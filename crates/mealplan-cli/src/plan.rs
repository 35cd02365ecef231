//! # Plan Subcommand
//!
//! - `show` — print each day with the title of its recipe.
//! - `set <day> [<recipe-id>]` — schedule a recipe, or clear the day when
//!   the id is omitted.

use anyhow::{bail, Result};
use clap::{Args, Subcommand};

use mealplan_core::{Day, DocumentStore, RecipeId};

/// Arguments for the `mealplan plan` subcommand.
#[derive(Args, Debug)]
pub struct PlanArgs {
    #[command(subcommand)]
    pub command: PlanCommand,
}

/// Plan subcommands.
#[derive(Subcommand, Debug)]
pub enum PlanCommand {
    /// Show the Sun–Thu plan.
    Show,

    /// Set or clear one day.
    Set {
        /// Day name: Sun, Mon, Tue, Wed or Thu (case-insensitive).
        day: String,
        /// Recipe to schedule. Omit to clear the day.
        recipe: Option<String>,
        /// Accept an id that does not match any recipe.
        #[arg(long)]
        allow_unknown: bool,
    },
}

/// Execute the plan subcommand.
pub fn run_plan(args: &PlanArgs, store: &dyn DocumentStore) -> Result<u8> {
    match &args.command {
        PlanCommand::Show => cmd_show(store),
        PlanCommand::Set {
            day,
            recipe,
            allow_unknown,
        } => cmd_set(store, day, recipe.as_deref(), *allow_unknown),
    }
}

fn cmd_show(store: &dyn DocumentStore) -> Result<u8> {
    let document = crate::load(store)?;
    for (day, ids) in document.plan.iter() {
        let entry = match ids.first() {
            None => "-".to_string(),
            Some(id) => match document.recipe(id) {
                Some(recipe) => format!("{} ({id})", recipe.title),
                None => format!("{id} (not in recipe list)"),
            },
        };
        println!("{day}: {entry}");
    }
    Ok(0)
}

fn cmd_set(
    store: &dyn DocumentStore,
    day: &str,
    recipe: Option<&str>,
    allow_unknown: bool,
) -> Result<u8> {
    let day: Day = day.parse()?;
    let recipe = recipe
        .map(str::trim)
        .filter(|id| !id.is_empty())
        .map(RecipeId::new);

    crate::update(store, |doc| {
        if let Some(id) = &recipe {
            if !allow_unknown && doc.recipe(id).is_none() {
                bail!("no recipe with id \"{id}\" (pass --allow-unknown to schedule it anyway)");
            }
        }
        doc.plan.set_day(day, recipe.clone());
        Ok(())
    })?;

    match &recipe {
        Some(id) => println!("OK: {day} set to {id}"),
        None => println!("OK: {day} cleared"),
    }
    Ok(0)
}

#[cfg(test)]
mod tests {
    use super::*;
    use mealplan_core::{FileStore, NewRecipe};

    fn store_with_recipe(dir: &tempfile::TempDir) -> (FileStore, RecipeId) {
        let store = FileStore::new(dir.path().join("data.json"));
        let mut doc = store.load().unwrap();
        let recipe = doc
            .add_recipe(NewRecipe {
                title: "Soup".into(),
                url: "http://soup".into(),
                ..NewRecipe::default()
            })
            .unwrap();
        store.save(&doc).unwrap();
        (store, recipe.id)
    }

    fn set(day: &str, recipe: Option<&RecipeId>) -> PlanArgs {
        PlanArgs {
            command: PlanCommand::Set {
                day: day.into(),
                recipe: recipe.map(|id| id.to_string()),
                allow_unknown: false,
            },
        }
    }

    #[test]
    fn set_and_clear_day() {
        let dir = tempfile::tempdir().unwrap();
        let (store, id) = store_with_recipe(&dir);

        assert_eq!(run_plan(&set("mon", Some(&id)), &store).unwrap(), 0);
        assert_eq!(store.load().unwrap().plan.recipe_for(Day::Mon), Some(&id));

        run_plan(&set("Mon", None), &store).unwrap();
        assert!(store.load().unwrap().plan.day(Day::Mon).is_empty());

        let show = PlanArgs {
            command: PlanCommand::Show,
        };
        assert_eq!(run_plan(&show, &store).unwrap(), 0);
    }

    #[test]
    fn unknown_day_rejected() {
        let dir = tempfile::tempdir().unwrap();
        let (store, id) = store_with_recipe(&dir);
        let err = run_plan(&set("Fri", Some(&id)), &store).unwrap_err();
        assert!(err.to_string().contains("unknown day"));
    }

    #[test]
    fn unknown_recipe_needs_override() {
        let dir = tempfile::tempdir().unwrap();
        let (store, _) = store_with_recipe(&dir);
        let ghost = RecipeId::new("ghost");

        assert!(run_plan(&set("Sun", Some(&ghost)), &store).is_err());
        assert!(store.load().unwrap().plan.day(Day::Sun).is_empty());

        let forced = PlanArgs {
            command: PlanCommand::Set {
                day: "Sun".into(),
                recipe: Some("ghost".into()),
                allow_unknown: true,
            },
        };
        run_plan(&forced, &store).unwrap();
        assert_eq!(store.load().unwrap().plan.recipe_for(Day::Sun), Some(&ghost));
    }
}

Task details:
The response must contain each line above that holds the string "Debug".

Problem solution:
#[derive(Args, Debug)]
#[derive(Subcommand, Debug)]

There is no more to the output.